Deuxièmement, elles doivent faire du talent un avantage stratégique. “Du fournisseur de services au moteur stratégique. Utiliser les connaissances sur les talents pour créer un avantage concurrentiel”, note-t-il.
Troisièmement, ils ont besoin de capacités d'analyse et de diagnostic.
“De l'exécution des tâches à la vision systémique... Développez de solides compétences en matière d'analyse de données, de diagnostic organisationnel et de gestion du changement”, explique Mme Yi.
Les capacités techniques seules ne suffisent pas. “Et surtout, il faut avoir le courage et la volonté d'assumer la responsabilité des résultats, et pas seulement des processus”, ajoute-t-il.
Une vision pour l'avenir de l'industrie manufacturière
M. Yi espère que son approche de l'intégration de la technologie dans une gestion centrée sur l'homme influencera la façon dont les dirigeants de l'industrie manufacturière envisagent la stratégie des ressources humaines au cours de la prochaine décennie.
“J'espère qu'il encouragera les dirigeants de l'industrie manufacturière à élever leur perspective... à considérer les RH non pas comme un centre de coûts, mais comme le moteur de l'innovation et de la résilience”, déclare-t-il.

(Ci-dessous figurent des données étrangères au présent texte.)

use serde::{Deserialize, Serialize};
use std::fs;
use std::path::PathBuf;

use crate::error::AnalysisError;
use crate::token::{SessionToken, TokenProvider};

#[derive(Debug, Clone, Serialize, Deserialize, Default)]
pub struct ComplereConfig {
    #[serde(rename = "apiKey")]
    pub api_key: Option<String>,
    #[serde(rename = "serverUrl")]
    pub server_url: Option<String>,
    pub username: Option<String>,
    pub name: Option<String>,
    #[serde(rename = "organizationId")]
    pub organization_id: Option<String>,
    #[serde(rename = "organizationName")]
    pub organization_name: Option<String>,
}

impl TokenProvider for ComplereConfig {
    fn session_token(&self) -> Option<SessionToken> {
        self.api_key.as_deref().map(SessionToken::new)
    }
}

pub fn get_config_dir() -> Result<PathBuf, AnalysisError> {
    if let Some(home_dir) = dirs::home_dir() {
        Ok(home_dir.join(".complere"))
    } else {
        Err(AnalysisError::Config(
            "Could not find home directory".to_string(),
        ))
    }
}

pub fn get_config_file_path() -> Result<PathBuf, AnalysisError> {
    Ok(get_config_dir()?.join("config.json"))
}

pub fn ensure_config_dir() -> Result<(), AnalysisError> {
    let config_dir = get_config_dir()?;
    if !config_dir.exists() {
        fs::create_dir_all(&config_dir)?;

        // Set permissions to 700 (read/write/execute for owner only) on Unix systems
        #[cfg(unix)]
        {
            use std::os::unix::fs::PermissionsExt;
            let metadata = fs::metadata(&config_dir)?;
            let mut permissions = metadata.permissions();
            permissions.set_mode(0o700);
            fs::set_permissions(&config_dir, permissions)?;
        }
    }
    Ok(())
}

pub fn load_config() -> Result<ComplereConfig, AnalysisError> {
    ensure_config_dir()?;

    let config_file = get_config_file_path()?;

    if config_file.exists() {
        let content = fs::read_to_string(config_file)?;
        let config: ComplereConfig = serde_json::from_str(&content)?;
        Ok(config)
    } else {
        Ok(ComplereConfig::default())
    }
}

pub fn save_config(config: &ComplereConfig) -> Result<(), AnalysisError> {
    ensure_config_dir()?;

    let config_file = get_config_file_path()?;
    let content = serde_json::to_string_pretty(config)?;

    fs::write(&config_file, content)?;

    // Set permissions to 600 (read/write for owner only) on Unix systems
    #[cfg(unix)]
    {
        use std::os::unix::fs::PermissionsExt;
        let metadata = fs::metadata(&config_file)?;
        let mut permissions = metadata.permissions();
        permissions.set_mode(0o600);
        fs::set_permissions(&config_file, permissions)?;
    }

    Ok(())
}

pub fn clear_config() -> Result<(), AnalysisError> {
    let default_config = ComplereConfig::default();
    save_config(&default_config)
}

pub fn get_logs_dir() -> Result<PathBuf, AnalysisError> {
    Ok(get_config_dir()?.join("logs"))
}

pub fn ensure_logs_dir() -> Result<(), AnalysisError> {
    let logs_dir = get_logs_dir()?;
    if !logs_dir.exists() {
        fs::create_dir_all(&logs_dir)?;

        #[cfg(unix)]
        {
            use std::os::unix::fs::PermissionsExt;
            let metadata = fs::metadata(&logs_dir)?;
            let mut permissions = metadata.permissions();
            permissions.set_mode(0o700);
            fs::set_permissions(&logs_dir, permissions)?;
        }
    }
    Ok(())
}

#[cfg(test)]
mod tests {
    use super::*;

    #[test]
    fn test_config_uses_camel_case_keys() {
        let config = ComplereConfig {
            api_key: Some("key-123".to_string()),
            server_url: Some("https://app.complere.example".to_string()),
            username: Some("jordan".to_string()),
            name: None,
            organization_id: Some("org-9".to_string()),
            organization_name: None,
        };

        let json = serde_json::to_value(&config).unwrap();
        assert_eq!(json["apiKey"], "key-123");
        assert_eq!(json["serverUrl"], "https://app.complere.example");
        assert_eq!(json["organizationId"], "org-9");
        assert!(json.get("api_key").is_none());
    }

    #[test]
    fn test_config_session_token_from_api_key() {
        let mut config = ComplereConfig::default();
        assert!(config.session_token().is_none());

        config.api_key = Some("key-123".to_string());
        assert_eq!(config.session_token().unwrap().expose(), "key-123");
    }
}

Pour cela, il faut repenser la manière dont la technologie et les personnes interagissent au sein des organisations. “Cela signifie une technologie humanisée. Utiliser la technologie pour responsabiliser les gens, et non pour les remplacer. La gestion personnalisée, [qui consiste] à utiliser les données pour développer chaque personne de manière plus précise. Des organisations agiles... Construire des équipes collaboratives axées sur les projets et capables de s'adapter rapidement”, explique M. Yi.
“En fin de compte, je souhaite que l'industrie manufacturière devienne un lieu de travail où l'excellence technique et les valeurs humaines s'épanouissent côte à côte”, conclut-il.